Requirement -> In the records below, find the lines that include "child" and copy each.

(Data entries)
------------------------------------------------------------
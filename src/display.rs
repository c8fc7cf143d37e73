use owo_colors::{OwoColorize, Stream};

use crate::types::BenchmarkResult;

/// Human-readable rendering: the command that ran, the wall-clock seconds,
/// and a note when the child exited abnormally.
pub fn format_text(result: &BenchmarkResult) -> String {
    let mut out = String::new();

    out.push_str(
        &result
            .command
            .if_supports_color(Stream::Stdout, |s| s.dimmed())
            .to_string(),
    );
    out.push('\n');

    let duration = format!("{:.3}", result.duration_secs);
    out.push_str(
        &duration
            .if_supports_color(Stream::Stdout, |s| s.bold())
            .to_string(),
    );
    out.push('\n');

    match result.exit_code {
        Some(0) => {}
        Some(code) => {
            let note = format!("(child exited with code {code})");
            out.push_str(
                &note
                    .if_supports_color(Stream::Stdout, |s| s.yellow())
                    .to_string(),
            );
            out.push('\n');
        }
        None => {
            let note = "(child terminated by signal)";
            out.push_str(
                &note
                    .if_supports_color(Stream::Stdout, |s| s.yellow())
                    .to_string(),
            );
            out.push('\n');
        }
    }

    out
}

pub fn format_json(result: &BenchmarkResult) -> String {
    let mut out = serde_json::to_string_pretty(result).unwrap_or_else(|_| "{}".to_string());
    out.push('\n');
    out
}
use std::path::PathBuf;
use std::process;

use anyhow::Result;
use clap::Parser;

use heapbench::config;
use heapbench::display;
use heapbench::runner::{self, Sink};
use heapbench::types::BenchConfig;

#[derive(Parser)]
#[command(
    name = "heapbench",
    version,
    about = "Time a JVM benchmark run with configurable heap bounds"
)]
struct Cli {
    /// Minimum heap size in MB (-Xms)
    #[arg(long, value_name = "MB")]
    min_heap: Option<u32>,

    /// Maximum heap size in MB (-Xmx)
    #[arg(long, value_name = "MB")]
    max_heap: Option<u32>,

    /// Class or program to benchmark
    #[arg(long)]
    target: Option<String>,

    /// Interpreter binary to launch
    #[arg(long)]
    interpreter: Option<PathBuf>,

    /// Omit the -server flag
    #[arg(long)]
    no_server: bool,

    /// TOML config file; CLI flags override its values
    #[arg(long, value_name = "PATH")]
    config: Option<PathBuf>,

    /// Emit the result as JSON
    #[arg(long)]
    json: bool,

    /// Discard the child's stdout and stderr
    #[arg(long, conflicts_with_all = ["stdout_file", "stderr_file"])]
    quiet: bool,

    /// Redirect the child's stdout to a file
    #[arg(long, value_name = "PATH")]
    stdout_file: Option<PathBuf>,

    /// Redirect the child's stderr to a file
    #[arg(long, value_name = "PATH")]
    stderr_file: Option<PathBuf>,

    /// Treat a non-zero child exit as an error
    #[arg(long)]
    strict: bool,
}

fn run() -> Result<()> {
    let cli = Cli::parse();

    let mut config = match &cli.config {
        Some(path) => config::load_config(path)?,
        None => BenchConfig::default(),
    };

    if let Some(min) = cli.min_heap {
        config.min_heap_mb = min;
    }
    if let Some(max) = cli.max_heap {
        config.max_heap_mb = max;
    }
    if let Some(target) = cli.target {
        config.target = target;
    }
    if let Some(interpreter) = cli.interpreter {
        config.interpreter = interpreter;
    }
    if cli.no_server {
        config.server_mode = false;
    }

    config::validate(&config)?;

    let stdout_sink = resolve_sink(cli.stdout_file, cli.quiet);
    let stderr_sink = resolve_sink(cli.stderr_file, cli.quiet);

    let result = runner::benchmark(&config, &stdout_sink, &stderr_sink, cli.strict)?;

    let output = if cli.json {
        display::format_json(&result)
    } else {
        display::format_text(&result)
    };
    print!("{}", output);

    Ok(())
}

fn resolve_sink(file: Option<PathBuf>, quiet: bool) -> Sink {
    match (file, quiet) {
        (Some(path), _) => Sink::File(path),
        (None, true) => Sink::Null,
        (None, false) => Sink::Inherit,
    }
}

fn main() {
    if let Err(err) = run() {
        eprintln!("{}", err);
        process::exit(1);
    }
}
------------------------------------------------------------
Solution to the exercise ->
/// and a note when the child exited abnormally.
            let note = format!("(child exited with code {code})");
            let note = "(child terminated by signal)";
    /// Discard the child's stdout and stderr
    /// Redirect the child's stdout to a file
    /// Redirect the child's stderr to a file
    /// Treat a non-zero child exit as an error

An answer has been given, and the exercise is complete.